_ACTIVITY_
In the listing below, find the line with "fn with_organizations(organizations: Vec<Organization>)" and the line with "impl PlatformClient for". Repeat those two lines and all lines between them exactly.

_EXCERPTED RECORDS_
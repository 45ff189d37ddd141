//! In-memory [`PlatformClient`] for resolver and route tests.

use std::sync::{
    Mutex,
    atomic::{AtomicUsize, Ordering},
};

use async_trait::async_trait;

use super::{OrgQuery, PlatformClient, PlatformError, PlatformResult};
use crate::models::{CreateOrganization, Organization};

/// Scripted platform: returns a fixed listing and creates organizations
/// with predictable guids, or fails on demand.
#[derive(Default)]
pub(crate) struct FakePlatform {
    organizations: Vec<Organization>,
    fail_list: bool,
    fail_create: bool,
    list_calls: AtomicUsize,
    queries: Mutex<Vec<OrgQuery>>,
    created: Mutex<Vec<CreateOrganization>>,
}

impl FakePlatform {
    pub(crate) fn with_organizations(organizations: Vec<Organization>) -> Self {
        Self {
            organizations,
            ..Self::default()
        }
    }

    pub(crate) fn failing_list(mut self) -> Self {
        self.fail_list = true;
        self
    }

    pub(crate) fn failing_create(mut self) -> Self {
        self.fail_create = true;
        self
    }

    pub(crate) fn list_calls(&self) -> usize {
        self.list_calls.load(Ordering::SeqCst)
    }

    pub(crate) fn queries(&self) -> Vec<OrgQuery> {
        self.queries.lock().unwrap().clone()
    }

    pub(crate) fn created(&self) -> Vec<CreateOrganization> {
        self.created.lock().unwrap().clone()
    }
}

/// Organization fixture as the platform would report it.
pub(crate) fn organization(guid: &str, name: &str, quota: &str) -> Organization {
    Organization {
        guid: guid.to_string(),
        url: None,
        name: name.to_string(),
        quota_definition_guid: quota.to_string(),
        default_isolation_segment_guid: None,
        created_at: None,
        updated_at: None,
    }
}

#[async_trait]
impl PlatformClient for FakePlatform {
    async fn list_organizations(&self, query: &OrgQuery) -> PlatformResult<Vec<Organization>> {
        self.list_calls.fetch_add(1, Ordering::SeqCst);
        self.queries.lock().unwrap().push(query.clone());
        if self.fail_list {
            return Err(PlatformError::Status {
                status: reqwest::StatusCode::INTERNAL_SERVER_ERROR,
                body: "list failed".to_string(),
            });
        }
        Ok(self.organizations.clone())
    }

    async fn create_organization(
        &self,
        input: &CreateOrganization,
    ) -> PlatformResult<Organization> {
        self.created.lock().unwrap().push(input.clone());
        if self.fail_create {
            return Err(PlatformError::Status {
                status: reqwest::StatusCode::BAD_REQUEST,
                body: "create failed".to_string(),
            });
        }
        Ok(Organization {
            guid: format!("created-{}", input.name),
            url: None,
            name: input.name.clone(),
            quota_definition_guid: input.quota_definition_guid.clone(),
            default_isolation_segment_guid: input.default_isolation_segment_guid.clone(),
            created_at: None,
            updated_at: None,
        })
    }
}
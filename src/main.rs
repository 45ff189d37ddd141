use std::{path::Path, sync::Arc};

use clap::Parser;
use ignition::{
    AppState,
    auth::TokenSource,
    build_app,
    config::IgnitionConfig,
    identity::UaaClient,
    observability,
    platform::CloudControllerClient,
    services::Services,
};

#[derive(Parser, Debug)]
#[command(version, about = "Organization provisioning for platform users", long_about = None)]
struct Args {
    #[command(subcommand)]
    command: Option<Command>,

    /// Path to config file
    #[arg(short, long, global = true, default_value = "ignition.toml")]
    config: String,
}

#[derive(clap::Subcommand, Debug)]
enum Command {
    /// Start the server (default)
    Serve,
    /// Load and validate the configuration file, then exit
    CheckConfig,
}

#[tokio::main]
async fn main() {
    let args = Args::parse();

    match args.command {
        Some(Command::CheckConfig) => run_check_config(&args.config),
        Some(Command::Serve) | None => run_server(&args.config).await,
    }
}

fn load_config(path: &Path) -> IgnitionConfig {
    match IgnitionConfig::from_file(path) {
        Ok(c) => c,
        Err(e) => {
            eprintln!("Failed to load config from {}: {}", path.display(), e);
            std::process::exit(1);
        }
    }
}

fn run_check_config(config_path: &str) {
    let config = load_config(Path::new(config_path));
    println!("Configuration OK: {}", config_path);
    println!("  platform: {}", config.platform.api_url);
    match &config.identity_provider {
        Some(idp) => println!("  identity provider: {} (origin {})", idp.url, idp.origin),
        None => println!("  identity provider: none (user id taken from request headers)"),
    }
    println!(
        "  organizations: {}-<user>, quota {}",
        config.organization.name_prefix, config.organization.quota_id
    );
}

/// Wire the remote clients into the service container.
fn build_services(config: &IgnitionConfig, http_client: &reqwest::Client) -> Services {
    let platform_tokens = Arc::new(TokenSource::from_config(&config.platform.token, http_client));
    let platform = CloudControllerClient::new(&config.platform.api_url)
        .with_http_client(http_client.clone())
        .with_token_source(platform_tokens);
    let mut services = Services::new(Arc::new(platform));

    if let Some(idp) = &config.identity_provider {
        let tokens = Arc::new(TokenSource::from_config(&idp.token, http_client));
        let uaa = UaaClient::new(&idp.url)
            .with_http_client(http_client.clone())
            .with_token_source(tokens);
        services = services.with_identity_provider(Arc::new(uaa), idp.origin.clone());
    }

    services
}

async fn run_server(config_path: &str) {
    let config = load_config(Path::new(config_path));

    if let Err(e) = observability::init_tracing(&config.observability) {
        eprintln!("Failed to initialize tracing: {}", e);
        std::process::exit(1);
    }

    tracing::info!(config_file = %config_path, "Starting ignition");

    if config.identity_provider.is_none() {
        tracing::warn!(
            header = ?config.auth.user_id_header,
            "No identity provider configured; requests without a user id header will be rejected"
        );
    }
    if !config.server.host.is_loopback() {
        tracing::warn!(
            identity_header = %config.auth.identity_header,
            "Identity is taken from request headers. Only expose this service behind a \
             reverse proxy that sets and strips them."
        );
    }

    let http_client = match config.server.http_client.build_client() {
        Ok(client) => client,
        Err(e) => {
            eprintln!("Failed to build HTTP client: {}", e);
            std::process::exit(1);
        }
    };

    let services = build_services(&config, &http_client);
    let bind_addr = config.server.socket_addr();
    let state = AppState {
        config: Arc::new(config),
        services,
    };
    let app = build_app(state);

    let listener = match tokio::net::TcpListener::bind(bind_addr).await {
        Ok(listener) => listener,
        Err(e) => {
            tracing::error!(address = %bind_addr, error = %e, "Failed to bind");
            std::process::exit(1);
        }
    };

    tracing::info!("Server listening on http://{}", bind_addr);

    if let Err(e) = axum::serve(listener, app)
        .with_graceful_shutdown(shutdown_signal())
        .await
    {
        tracing::error!(error = %e, "Server error");
        std::process::exit(1);
    }

    tracing::info!("Shutdown complete");
}

async fn shutdown_signal() {
    let ctrl_c = async {
        tokio::signal::ctrl_c()
            .await
            .expect("failed to install Ctrl+C handler");
    };

    #[cfg(unix)]
    let terminate = async {
        tokio::signal::unix::signal(tokio::signal::unix::SignalKind::terminate())
            .expect("failed to install signal handler")
            .recv()
            .await;
    };

    #[cfg(not(unix))]
    let terminate = std::future::pending::<()>();

    tokio::select! {
        _ = ctrl_c => {},
        _ = terminate => {},
    }

    tracing::info!("Shutdown signal received, draining in-flight requests");
}
//! Observability module providing structured logging.
//!
//! Log output format and level come from `[observability.logging]`.

#[cfg(feature = "server")]
mod tracing_init;

#[cfg(feature = "server")]
pub use tracing_init::*;
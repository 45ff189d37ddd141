use serde::{Deserialize, Serialize};

use super::ConfigError;

/// Reverse proxy authentication configuration.
///
/// The OAuth2 login itself is handled by an authenticating proxy in front of
/// this service (oauth2-proxy, the platform router's SSO integration, etc.).
/// The proxy forwards the authenticated account in request headers.
///
/// **Security:** only deploy behind a proxy that strips these headers from
/// client requests. Otherwise callers can spoof any identity.
#[derive(Debug, Clone, Serialize, Deserialize)]
#[serde(deny_unknown_fields)]
pub struct AuthConfig {
    /// Header containing the authenticated account name.
    #[serde(default = "default_identity_header")]
    pub identity_header: String,

    /// Header containing the platform user id. When absent from a request,
    /// the user is looked up (and created if needed) in the identity provider.
    #[serde(default = "default_user_id_header")]
    pub user_id_header: Option<String>,

    /// Header containing the user's email address.
    #[serde(default = "default_email_header")]
    pub email_header: Option<String>,
}

impl Default for AuthConfig {
    fn default() -> Self {
        Self {
            identity_header: default_identity_header(),
            user_id_header: default_user_id_header(),
            email_header: default_email_header(),
        }
    }
}

impl AuthConfig {
    pub(super) fn validate(&self) -> Result<(), ConfigError> {
        if self.identity_header.trim().is_empty() {
            return Err(ConfigError::Validation(
                "auth.identity_header cannot be empty".into(),
            ));
        }
        Ok(())
    }
}

fn default_identity_header() -> String {
    "X-Forwarded-User".to_string()
}

fn default_user_id_header() -> Option<String> {
    Some("X-Forwarded-User-Id".to_string())
}

fn default_email_header() -> Option<String> {
    Some("X-Forwarded-Email".to_string())
}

_OUTPUT_
    pub(crate) fn with_organizations(organizations: Vec<Organization>) -> Self {
        Self {
            organizations,
            ..Self::default()
        }
    }

    pub(crate) fn failing_list(mut self) -> Self {
        self.fail_list = true;
        self
    }

    pub(crate) fn failing_create(mut self) -> Self {
        self.fail_create = true;
        self
    }

    pub(crate) fn list_calls(&self) -> usize {
        self.list_calls.load(Ordering::SeqCst)
    }

    pub(crate) fn queries(&self) -> Vec<OrgQuery> {
        self.queries.lock().unwrap().clone()
    }

    pub(crate) fn created(&self) -> Vec<CreateOrganization> {
        self.created.lock().unwrap().clone()
    }
}

/// Organization fixture as the platform would report it.
pub(crate) fn organization(guid: &str, name: &str, quota: &str) -> Organization {
    Organization {
        guid: guid.to_string(),
        url: None,
        name: name.to_string(),
        quota_definition_guid: quota.to_string(),
        default_isolation_segment_guid: None,
        created_at: None,
        updated_at: None,
    }
}

#[async_trait]
impl PlatformClient for FakePlatform {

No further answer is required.